The statement claims that the government knew that its decision would damage the 2000 employees directly employed by 245 businesses handled, especially those who have licenses to jade grizzlies or lost business when the ban was announced in 2017.

The trial says before the ban, less than two percent of the bear in B.C. hunted every year and the number of grizzlies has increased across the province.

Coastal First Nations has banned grizzly hunting on the Great Bear Rainforest since 2012. But representatives of Tahltan and Iskut First Nations are positive to the case. (Mathieu Belanger / Reuters)

None of the claims have been proven in court and a response has not been submitted.

Provincial government did not respond immediately to a request for comment.

First nations pursuing treaty rights or for food, social and ceremonial reasons were exempted from the ban.
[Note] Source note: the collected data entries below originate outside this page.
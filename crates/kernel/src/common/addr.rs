//! Physical and Virtual Address types.
//!
//! This module defines strong types for the mk32 32-bit address spaces to
//! prevent accidental mixing. It provides:
//! 1. **Type Safety:** Virtual and physical addresses are distinct at compile time.
//! 2. **Page Arithmetic:** Helpers for page numbers, page offsets, and alignment.
//! 3. **MMU Integration:** The primary currency of the TLB-fill engine and page tables.

use std::fmt;

use super::constants::{PAGE_MASK, PAGE_SHIFT};

/// A virtual address in the mk32 address space.
///
/// Virtual addresses are what trapping code was using; they must be translated
/// through the software-managed translation cache before reaching memory.
#[derive(Clone, Copy, Debug, PartialEq, Eq, PartialOrd, Ord, Hash)]
pub struct VirtAddr(pub u32);

/// A physical address in the mk32 address space.
///
/// Physical addresses come out of a page-table walk and are what translation
/// cache entries resolve to.
#[derive(Clone, Copy, Debug, PartialEq, Eq, PartialOrd, Ord, Hash)]
pub struct PhysAddr(pub u32);

impl VirtAddr {
    /// Creates a new virtual address from a raw 32-bit value.
    #[inline(always)]
    pub fn new(addr: u32) -> Self {
        Self(addr)
    }

    /// Returns the raw 32-bit address value.
    #[inline(always)]
    pub fn val(self) -> u32 {
        self.0
    }

    /// Extracts the virtual page number (address bits above the page offset).
    #[inline(always)]
    pub fn vpn(self) -> u32 {
        self.0 >> PAGE_SHIFT
    }

    /// Extracts the byte offset within the 4 KiB page.
    pub fn page_offset(self) -> u32 {
        self.0 & !PAGE_MASK
    }

    /// Returns the address rounded down to its page base.
    pub fn page_base(self) -> Self {
        Self(self.0 & PAGE_MASK)
    }
}

impl PhysAddr {
    /// Creates a new physical address from a raw 32-bit value.
    #[inline(always)]
    pub fn new(addr: u32) -> Self {
        Self(addr)
    }

    /// Returns the raw 32-bit address value.
    #[inline(always)]
    pub fn val(self) -> u32 {
        self.0
    }

    /// Extracts the physical page number.
    #[inline(always)]
    pub fn ppn(self) -> u32 {
        self.0 >> PAGE_SHIFT
    }
}

impl fmt::Display for VirtAddr {
    fn fmt(&self, f: &mut fmt::Formatter<'_>) -> fmt::Result {
        write!(f, "{:#010x}", self.0)
    }
}

impl fmt::Display for PhysAddr {
    fn fmt(&self, f: &mut fmt::Formatter<'_>) -> fmt::Result {
        write!(f, "{:#010x}", self.0)
    }
}
//! Software-managed virtual memory backend.
//!
//! This module implements the memory-management half of the subsystem:
//! 1. **ASID Allocation:** The per-core MMU-context id space.
//! 2. **Page Tables:** The two-level software-walked page table.
//! 3. **Translation Cache:** The per-core (page, ASID)-tagged TLB model.
//! 4. **Fill Engine:** The software TLB-fill fast path run on translation misses.
//! 5. **Address Spaces:** Page table plus lazily-bound per-core ASID slots.

/// MMU-context (ASID) allocator.
pub mod asid;

/// Software TLB-fill engine.
pub mod fill;

/// Two-level page table and page-table entries.
pub mod page_table;

/// Address spaces and the address-space table.
pub mod space;

/// Per-core translation cache.
pub mod tlb;

pub use asid::AsidAllocator;
pub use fill::{fill, FillOutcome};
pub use page_table::{PageTable, Pte};
pub use space::{AddressSpace, SpaceId, SpaceTable};
pub use tlb::{Tlb, TlbView};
When it came into force, Donaldson said it was not "socially acceptable for the vast majority of British colombians to chase grizzly bears".

Environment Minister George Heyman also quoted research indicating that the financial impact of bear display is significantly greater than hunting for both revenue and job creation.

The statement says there was no government consultant to close the hunt with guides, resident hunters or first nations. It asks for financial compensation for damages.

Support from northern societies

Chad Day, chairman of Tahltan Central Government, representing Tahltan and Iskut First Nations, said in a press release that they support legal action.

"It has hurt our people culturally, economically and puts many of British Columbia's communities down and reduces young people and salmon populations at further risks," said Day.

The court must first approve the class documents before it would be allowed to continue.

The statement states that hunters pay as much as $ 25,000 for a guided grizzly bear hunt and when the ban was announced, many outfitters have to cancel bookings already confirmed by payment by date until 2021.

The legal document states that there are about 15,000 grizzly bears in British Columbia, about 25 percent of the entire grizzly population in North America and that the number of bears has been stable for the past two decades.

It states that the government's data show that hunting up to nine percent of certain grizzly populations is sustainable and the Forest Ministry has no authority under the Wildlife Act to regulate grizzly hunting "out of reach of proper wildlife management".

The application for asylum is a court order which claims the claim for damages, claims for negligent representation and "deliberately act when they had no legal reason to stop the grizzly bear's hunt for wildlife management or the First Nation's grounds."